Administration Absorption Distribution Metabolism Excretion Voiding
What does the acronym ADME define?
The 4 steps in the body the drug goes through Absorption Distribution Metabolism Excretion
What are the two different types of administration regarding the proportion of the body affected?
Systemic and Local
What do the terms systemic and local administration mean and what is the difference?
Systemic administration - the entire organism is exposed to the drug after administration
Local administration - drug exposure is restricted to one area of the organism
What do the terms “enteral” and “parenteral” mean in terms of administration?
Enteral - administration is via the GI tract
Parenteral - administration is via anywhere but the GI tract
What are the 7 different routes of drug administration?

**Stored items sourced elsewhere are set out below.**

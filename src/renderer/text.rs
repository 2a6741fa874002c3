//! Label glyphs through egui.
//!
//! Labels arrive as [`TextItem`]s in target pixels. Each frame they are laid
//! out on the egui background layer and painted over the finished map in a
//! load pass, so nothing underneath is cleared.

use egui_wgpu::ScreenDescriptor;
use egui_winit::State as EguiWinitState;
use std::sync::Arc;
use winit::window::Window;

use crate::render::{RenderMetrics, TextItem};
use crate::theme::Color;

/// Drop shadow offset in points, so labels stay legible over bright fills.
const SHADOW_OFFSET: egui::Vec2 = egui::vec2(1.0, 1.0);
const SHADOW_ALPHA: f32 = 0.6;

fn color32(color: Color) -> egui::Color32 {
    let byte = |c: f32| (c.clamp(0.0, 1.0) * 255.0).round() as u8;
    egui::Color32::from_rgba_unmultiplied(byte(color.r), byte(color.g), byte(color.b), byte(color.a))
}

pub struct TextOverlay {
    window: Arc<Window>,
    ctx: egui::Context,
    state: EguiWinitState,
    renderer: egui_wgpu::Renderer,
}

impl TextOverlay {
    pub fn new(window: Arc<Window>, device: &wgpu::Device, format: wgpu::TextureFormat) -> Self {
        let ctx = egui::Context::default();
        let state = EguiWinitState::new(ctx.clone(), egui::ViewportId::ROOT, &window, None, None);
        let renderer = egui_wgpu::Renderer::new(device, format, None, 1);
        Self {
            window,
            ctx,
            state,
            renderer,
        }
    }

    /// Lay out `texts` and paint them onto `view`.
    #[allow(clippy::too_many_arguments)]
    pub fn draw(
        &mut self,
        device: &wgpu::Device,
        queue: &wgpu::Queue,
        encoder: &mut wgpu::CommandEncoder,
        view: &wgpu::TextureView,
        size_in_pixels: [u32; 2],
        texts: &[TextItem],
        metrics: &mut RenderMetrics,
    ) {
        if texts.is_empty() {
            return;
        }

        let raw_input = self.state.take_egui_input(&self.window);
        self.ctx.begin_frame(raw_input);
        let ppp = self.ctx.pixels_per_point();
        let painter = self.ctx.layer_painter(egui::LayerId::background());
        for item in texts {
            let pos = egui::pos2(item.anchor.x / ppp, item.anchor.y / ppp);
            let font = egui::FontId::proportional(item.size);
            painter.text(
                pos + SHADOW_OFFSET,
                egui::Align2::CENTER_CENTER,
                &item.text,
                font.clone(),
                color32(Color::BLACK.with_alpha(item.color.a * SHADOW_ALPHA)),
            );
            painter.text(pos, egui::Align2::CENTER_CENTER, &item.text, font, color32(item.color));
        }
        let full_output = self.ctx.end_frame();
        let paint_jobs = self.ctx.tessellate(full_output.shapes, full_output.pixels_per_point);

        let screen_descriptor = ScreenDescriptor {
            size_in_pixels,
            pixels_per_point: full_output.pixels_per_point,
        };
        for (id, image_delta) in &full_output.textures_delta.set {
            self.renderer.update_texture(device, queue, *id, image_delta);
        }
        self.renderer
            .update_buffers(device, queue, encoder, &paint_jobs, &screen_descriptor);
        metrics.record_buffer_upload();

        {
            let mut pass = encoder.begin_render_pass(&wgpu::RenderPassDescriptor {
                label: Some("Label Pass"),
                color_attachments: &[Some(wgpu::RenderPassColorAttachment {
                    view,
                    resolve_target: None,
                    ops: wgpu::Operations {
                        load: wgpu::LoadOp::Load,
                        store: wgpu::StoreOp::Store,
                    },
                })],
                depth_stencil_attachment: None,
                timestamp_writes: None,
                occlusion_query_set: None,
            });
            self.renderer.render(&mut pass, &paint_jobs, &screen_descriptor);
        }
        for job in &paint_jobs {
            if let egui::epaint::Primitive::Mesh(mesh) = &job.primitive {
                metrics.record_draw_call(mesh.vertices.len());
            }
        }

        for id in &full_output.textures_delta.free {
            self.renderer.free_texture(id);
        }
    }
}
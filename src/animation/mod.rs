//! Time-boxed visual state: ownership transitions, selection emphasis, hover fade.

pub mod hover;
pub mod transitions;

pub use hover::HoverState;
pub use transitions::{RingSample, SelectionFocus, Transition, TransitionRegistry, TransitionSample};
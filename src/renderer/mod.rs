//! wgpu backend for the map engine.
//!
//! The renderer only reads finished [`FrameOutput`]s and the path cache they
//! reference; it never touches world or interaction state. Flat frames are
//! tessellated straight to the window. Globe frames rasterize the map surface
//! into an offscreen texture, then draw stars, the atmosphere shell, the
//! textured sphere and the screen overlay. Labels from the screen list are
//! painted last by [`text::TextOverlay`].

pub mod globe_mesh;
pub mod gpu;
pub mod starfield;
pub mod text;

use glam::Vec2;
use std::sync::Arc;
use winit::window::Window;

use crate::core::config::GlobeConfig;
use crate::core::error::{EngineError, Result};
use crate::engine::{FrameOutput, GlobeScene};
use crate::render::{tessellate, PathCache, RenderMetrics};
use text::TextOverlay;
use crate::theme::Color;
use gpu::{
    static_vertices, DynamicBuffer, FillPipeline, GlobePipelines, GlobeUniform, GpuContext, MeshBuffers, SurfaceTexture,
    SURFACE_FORMAT,
};

const SPHERE_STACKS: u32 = 64;
const SPHERE_SLICES: u32 = 128;
const INITIAL_VERTEX_BYTES: u64 = 256 * 1024;

/// Palette colors are sRGB; clear values are written as linear.
fn clear_color(color: Color) -> wgpu::Color {
    let linear = |c: f32| (c.max(0.0) as f64).powf(2.2);
    wgpu::Color {
        r: linear(color.r),
        g: linear(color.g),
        b: linear(color.b),
        a: color.a as f64,
    }
}

fn globe_uniform(scene: &GlobeScene) -> GlobeUniform {
    GlobeUniform {
        view_proj: scene.view_proj.to_cols_array_2d(),
        eye: scene.eye.extend(1.0).to_array(),
        atmosphere: scene.atmosphere.to_array(),
        star: scene.star.to_array(),
    }
}

fn draw_colored<'a>(
    pass: &mut wgpu::RenderPass<'a>,
    pipeline: &'a FillPipeline,
    buffer: &'a DynamicBuffer,
    metrics: &mut RenderMetrics,
) {
    if buffer.is_empty() {
        return;
    }
    pass.set_pipeline(&pipeline.render_pipeline);
    pass.set_bind_group(0, &pipeline.viewport_bind_group, &[]);
    pass.set_vertex_buffer(0, buffer.buffer.slice(..));
    pass.draw(0..buffer.len, 0..1);
    metrics.record_draw_call(buffer.len as usize);
}

/// Main renderer struct. Dropping it releases every GPU resource.
pub struct MapRenderer {
    ctx: GpuContext,
    screen_pipeline: FillPipeline,
    surface_pipeline: FillPipeline,
    globe_pipelines: GlobePipelines,

    screen_vertices: DynamicBuffer,
    surface_vertices: DynamicBuffer,
    overlay_vertices: DynamicBuffer,

    sphere: MeshBuffers,
    stars: wgpu::Buffer,
    star_count: u32,
    surface_texture: SurfaceTexture,
    surface_bind_group: wgpu::BindGroup,

    labels: TextOverlay,
    metrics: RenderMetrics,
}

impl MapRenderer {
    /// Create a new renderer for the given window.
    pub async fn new(window: Arc<Window>, globe: &GlobeConfig) -> Result<Self> {
        let ctx = GpuContext::new(window.clone()).await?;
        let labels = TextOverlay::new(window, &ctx.device, ctx.format());
        let screen_pipeline = FillPipeline::new(&ctx, ctx.format(), "Screen Fill Pipeline");
        let surface_pipeline = FillPipeline::new(&ctx, SURFACE_FORMAT, "Surface Fill Pipeline");
        let globe_pipelines = GlobePipelines::new(&ctx);

        let (sphere_vertices, sphere_indices) = globe_mesh::uv_sphere(SPHERE_STACKS, SPHERE_SLICES);
        let sphere = MeshBuffers::new(&ctx, "Sphere", &sphere_vertices, &sphere_indices);
        let star_points = starfield::generate_stars(globe.star_count.max(1), globe.star_seed);
        let stars = static_vertices(&ctx, "Star Buffer", &star_points);

        let surface_texture = SurfaceTexture::new(&ctx, globe.texture_width, globe.texture_height);
        let surface_bind_group = globe_pipelines.texture_bind_group(&ctx, &surface_texture);

        tracing::info!(
            "Renderer ready: sphere {} indices, {} stars, surface {}x{}",
            sphere.index_count,
            star_points.len(),
            surface_texture.width,
            surface_texture.height
        );

        Ok(Self {
            screen_vertices: DynamicBuffer::new(&ctx, "Screen Vertex Buffer", INITIAL_VERTEX_BYTES),
            surface_vertices: DynamicBuffer::new(&ctx, "Surface Vertex Buffer", INITIAL_VERTEX_BYTES),
            overlay_vertices: DynamicBuffer::new(&ctx, "Overlay Vertex Buffer", INITIAL_VERTEX_BYTES / 4),
            star_count: star_points.len() as u32,
            ctx,
            screen_pipeline,
            surface_pipeline,
            globe_pipelines,
            sphere,
            stars,
            surface_texture,
            surface_bind_group,
            labels,
            metrics: RenderMetrics::new(),
        })
    }

    /// Handle window resize.
    pub fn resize(&mut self, width: u32, height: u32) {
        self.ctx.resize(width, height);
    }

    /// Get current surface size.
    pub fn size(&self) -> (u32, u32) {
        self.ctx.size()
    }

    /// GPU-side counters of the last submitted frame.
    pub fn metrics(&self) -> &RenderMetrics {
        &self.metrics
    }

    /// Draw one frame. A lost or outdated surface is reconfigured and the
    /// frame skipped.
    pub fn render(&mut self, output: &FrameOutput, cache: &PathCache) -> Result<()> {
        self.metrics.begin_submit();
        let (width, height) = self.ctx.size();
        let screen = Vec2::new(width as f32, height as f32);
        self.screen_pipeline.update_viewport(&self.ctx.queue, screen.x, screen.y);

        // Upload everything before acquiring the swapchain image.
        let (screen_clear, surface_clear, texts) = match &output.globe {
            None => {
                let tess = tessellate(&output.surface, cache, screen);
                self.screen_vertices.upload(&self.ctx, &tess.vertices);
                self.metrics.record_buffer_upload();
                (tess.clear.unwrap_or(Color::BLACK), Color::BLACK, tess.texts)
            }
            Some(scene) => {
                let size = scene.surface_size;
                let surface = tessellate(&output.surface, cache, size);
                self.surface_pipeline.update_viewport(&self.ctx.queue, size.x, size.y);
                self.surface_vertices.upload(&self.ctx, &surface.vertices);
                self.metrics.record_buffer_upload();

                let overlay = tessellate(&output.overlay, cache, screen);
                self.overlay_vertices.upload(&self.ctx, &overlay.vertices);
                self.metrics.record_buffer_upload();

                self.globe_pipelines.update_uniform(&self.ctx.queue, &globe_uniform(scene));
                (scene.space, surface.clear.unwrap_or(Color::BLACK), overlay.texts)
            }
        };

        let frame = match self.ctx.surface.get_current_texture() {
            Ok(frame) => frame,
            Err(wgpu::SurfaceError::Lost | wgpu::SurfaceError::Outdated) => {
                tracing::debug!("Surface lost or outdated, reconfiguring");
                self.ctx.reconfigure();
                return Ok(());
            }
            Err(wgpu::SurfaceError::Timeout) => {
                tracing::warn!("Surface acquire timed out, skipping frame");
                return Ok(());
            }
            Err(e) => return Err(EngineError::Gpu(format!("failed to acquire frame: {}", e))),
        };
        let view = frame
            .texture
            .create_view(&wgpu::TextureViewDescriptor::default());

        let mut encoder = self
            .ctx
            .device
            .create_command_encoder(&wgpu::CommandEncoderDescriptor {
                label: Some("Render Encoder"),
            });

        if output.globe.is_some() {
            let mut pass = encoder.begin_render_pass(&wgpu::RenderPassDescriptor {
                label: Some("Globe Surface Pass"),
                color_attachments: &[Some(wgpu::RenderPassColorAttachment {
                    view: &self.surface_texture.view,
                    resolve_target: None,
                    ops: wgpu::Operations {
                        load: wgpu::LoadOp::Clear(clear_color(surface_clear)),
                        store: wgpu::StoreOp::Store,
                    },
                })],
                depth_stencil_attachment: None,
                timestamp_writes: None,
                occlusion_query_set: None,
            });
            draw_colored(&mut pass, &self.surface_pipeline, &self.surface_vertices, &mut self.metrics);
        }

        {
            let mut pass = encoder.begin_render_pass(&wgpu::RenderPassDescriptor {
                label: Some("Main Render Pass"),
                color_attachments: &[Some(wgpu::RenderPassColorAttachment {
                    view: &view,
                    resolve_target: None,
                    ops: wgpu::Operations {
                        load: wgpu::LoadOp::Clear(clear_color(screen_clear)),
                        store: wgpu::StoreOp::Store,
                    },
                })],
                depth_stencil_attachment: None,
                timestamp_writes: None,
                occlusion_query_set: None,
            });

            match output.globe {
                None => {
                    draw_colored(&mut pass, &self.screen_pipeline, &self.screen_vertices, &mut self.metrics);
                }
                Some(_) => {
                    let globe = &self.globe_pipelines;

                    pass.set_pipeline(&globe.stars);
                    pass.set_bind_group(0, &globe.uniform_bind_group, &[]);
                    pass.set_vertex_buffer(0, self.stars.slice(..));
                    pass.draw(0..self.star_count, 0..1);
                    self.metrics.record_draw_call(self.star_count as usize);

                    pass.set_vertex_buffer(0, self.sphere.vertex_buffer.slice(..));
                    pass.set_index_buffer(self.sphere.index_buffer.slice(..), wgpu::IndexFormat::Uint32);

                    pass.set_pipeline(&globe.atmosphere);
                    pass.set_bind_group(0, &globe.uniform_bind_group, &[]);
                    pass.draw_indexed(0..self.sphere.index_count, 0, 0..1);
                    self.metrics.record_draw_call(self.sphere.index_count as usize);

                    pass.set_pipeline(&globe.sphere);
                    pass.set_bind_group(0, &globe.uniform_bind_group, &[]);
                    pass.set_bind_group(1, &self.surface_bind_group, &[]);
                    pass.draw_indexed(0..self.sphere.index_count, 0, 0..1);
                    self.metrics.record_draw_call(self.sphere.index_count as usize);

                    draw_colored(&mut pass, &self.screen_pipeline, &self.overlay_vertices, &mut self.metrics);
                }
            }
        }

        self.labels.draw(
            &self.ctx.device,
            &self.ctx.queue,
            &mut encoder,
            &view,
            [width, height],
            &texts,
            &mut self.metrics,
        );

        self.ctx.queue.submit(std::iter::once(encoder.finish()));
        frame.present();
        Ok(())
    }
}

Moving down the body: Inhalation Ingestion Intramuscular Dermal Subcutaneous Intravenous Intraperitoneal
What is the general aim of any form of administration of drug?
To get the drug into the bloodstream
What are the general paths of ingested and inhaled drugs into the bloodstream?
Ingestion - Drug enters GI tract, gets absorbed and taken to the liver, travels to the liver via hepatic portal system and then enters systemic circulation.
Inhalation - Lungs are well perfused, drug enters lungs then diffuses across pleural membrane into circulation.
What are the two ways drug molecules move around the body?
Bulk flow transfer - moves in bulk in the bloodstream to the tissues
Diffusion transfer - moves molecule by molecule over short distances
What are the two environments drugs have to traverse?
Lipid
Aqueous
What are barriers and compartments defined as in the body regarding environments?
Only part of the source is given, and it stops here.